*** Data in this exercise ***

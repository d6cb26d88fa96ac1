//! HTTP request handlers for the take-home pay API.
//!
//! This module contains the handler functions for all API endpoints.

use std::time::Instant;

use axum::{
    extract::{
        rejection::{JsonRejection, QueryRejection},
        Query, State,
    },
    http::{header, StatusCode},
    response::{IntoResponse, Response},
    routing::{get, post},
    Json, Router,
};
use serde::Serialize;
use tracing::{info, warn};
use uuid::Uuid;

use crate::calculation::{calculate, calculate_detailed, compare};

use super::request::{CalculationQuery, CalculationRequest, ComparisonRequest};
use super::response::{ApiError, ApiErrorResponse};
use super::state::AppState;

/// Creates the API router with all endpoints.
pub fn create_router(state: AppState) -> Router {
    Router::new()
        .route(
            "/calculate",
            get(calculate_query_handler).post(calculate_handler),
        )
        .route("/compare", post(compare_handler))
        .with_state(state)
}

/// Handler for GET /calculate.
///
/// Reads the inputs from the query string and returns the flat result.
async fn calculate_query_handler(
    State(state): State<AppState>,
    query: Result<Query<CalculationQuery>, QueryRejection>,
) -> Response {
    let correlation_id = Uuid::new_v4();
    info!(correlation_id = %correlation_id, "Processing calculation query");

    let query = match query {
        Ok(Query(query)) => query,
        Err(rejection) => {
            warn!(
                correlation_id = %correlation_id,
                error = %rejection.body_text(),
                "Query string rejected"
            );
            return ApiErrorResponse::bad_request(ApiError::validation_error(rejection.body_text()))
                .into_response();
        }
    };

    let request = match query.into_request() {
        Ok(request) => request,
        Err(error) => {
            warn!(
                correlation_id = %correlation_id,
                error = %error.message,
                "Malformed number in query"
            );
            return ApiErrorResponse::bad_request(error).into_response();
        }
    };

    let input = match request.into_input() {
        Ok(input) => input,
        Err(err) => {
            warn!(correlation_id = %correlation_id, error = %err, "Invalid input");
            return ApiErrorResponse::from(err).into_response();
        }
    };

    let start_time = Instant::now();
    let result = calculate(&input, state.rules());
    info!(
        correlation_id = %correlation_id,
        gross = %result.gross,
        net_annual = %result.net_annual,
        duration_us = start_time.elapsed().as_micros(),
        "Calculation completed successfully"
    );
    json_response(result)
}

/// Handler for POST /calculate.
///
/// Accepts a calculation request and returns the detailed result with
/// per-band lines and an audit trace.
async fn calculate_handler(
    State(state): State<AppState>,
    payload: Result<Json<CalculationRequest>, JsonRejection>,
) -> Response {
    // Generate correlation ID for request tracking
    let correlation_id = Uuid::new_v4();
    info!(correlation_id = %correlation_id, "Processing calculation request");

    let request = match payload {
        Ok(Json(request)) => request,
        Err(rejection) => return json_rejection(rejection, correlation_id).into_response(),
    };

    let input = match request.into_input() {
        Ok(input) => input,
        Err(err) => {
            warn!(correlation_id = %correlation_id, error = %err, "Invalid input");
            return ApiErrorResponse::from(err).into_response();
        }
    };

    let start_time = Instant::now();
    let detailed = calculate_detailed(&input, state.rules());
    info!(
        correlation_id = %correlation_id,
        calculation_id = %detailed.calculation_id,
        gross = %detailed.result.gross,
        net_annual = %detailed.result.net_annual,
        duration_us = start_time.elapsed().as_micros(),
        "Calculation completed successfully"
    );
    json_response(detailed)
}

/// Handler for POST /compare.
///
/// Runs two independent calculations and returns them side by side.
async fn compare_handler(
    State(state): State<AppState>,
    payload: Result<Json<ComparisonRequest>, JsonRejection>,
) -> Response {
    let correlation_id = Uuid::new_v4();
    info!(correlation_id = %correlation_id, "Processing comparison request");

    let request = match payload {
        Ok(Json(request)) => request,
        Err(rejection) => return json_rejection(rejection, correlation_id).into_response(),
    };

    let inputs = request
        .first
        .into_input()
        .and_then(|first| request.second.into_input().map(|second| (first, second)));
    let (first, second) = match inputs {
        Ok(pair) => pair,
        Err(err) => {
            warn!(correlation_id = %correlation_id, error = %err, "Invalid input");
            return ApiErrorResponse::from(err).into_response();
        }
    };

    let comparison = compare(&first, &second, state.rules());
    info!(
        correlation_id = %correlation_id,
        net_annual_difference = %comparison.net_annual_difference,
        "Comparison completed successfully"
    );
    json_response(comparison)
}

/// Maps a JSON body rejection to an error response.
fn json_rejection(rejection: JsonRejection, correlation_id: Uuid) -> ApiErrorResponse {
    let error = match rejection {
        JsonRejection::JsonDataError(err) => {
            // The body text carries serde's description of the bad field
            let body_text = err.body_text();
            warn!(
                correlation_id = %correlation_id,
                error = %body_text,
                "JSON data error"
            );
            ApiError::validation_error(body_text)
        }
        JsonRejection::JsonSyntaxError(err) => {
            warn!(
                correlation_id = %correlation_id,
                error = %err,
                "JSON syntax error"
            );
            ApiError::malformed_json(format!("Invalid JSON syntax: {}", err))
        }
        JsonRejection::MissingJsonContentType(_) => {
            ApiError::new("MISSING_CONTENT_TYPE", "Content-Type must be application/json")
        }
        _ => ApiError::malformed_json("Failed to parse request body"),
    };
    ApiErrorResponse::bad_request(error)
}

fn json_response<T: Serialize>(body: T) -> Response {
    (
        StatusCode::OK,
        [(header::CONTENT_TYPE, "application/json")],
        Json(body),
    )
        .into_response()
}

*** End of Data in this exercise ***

Exercise →
In the material above, find every line that has the string "StatusCode" and pull those lines out.

Response to the exercise →
    http::{header, StatusCode},
        StatusCode::OK,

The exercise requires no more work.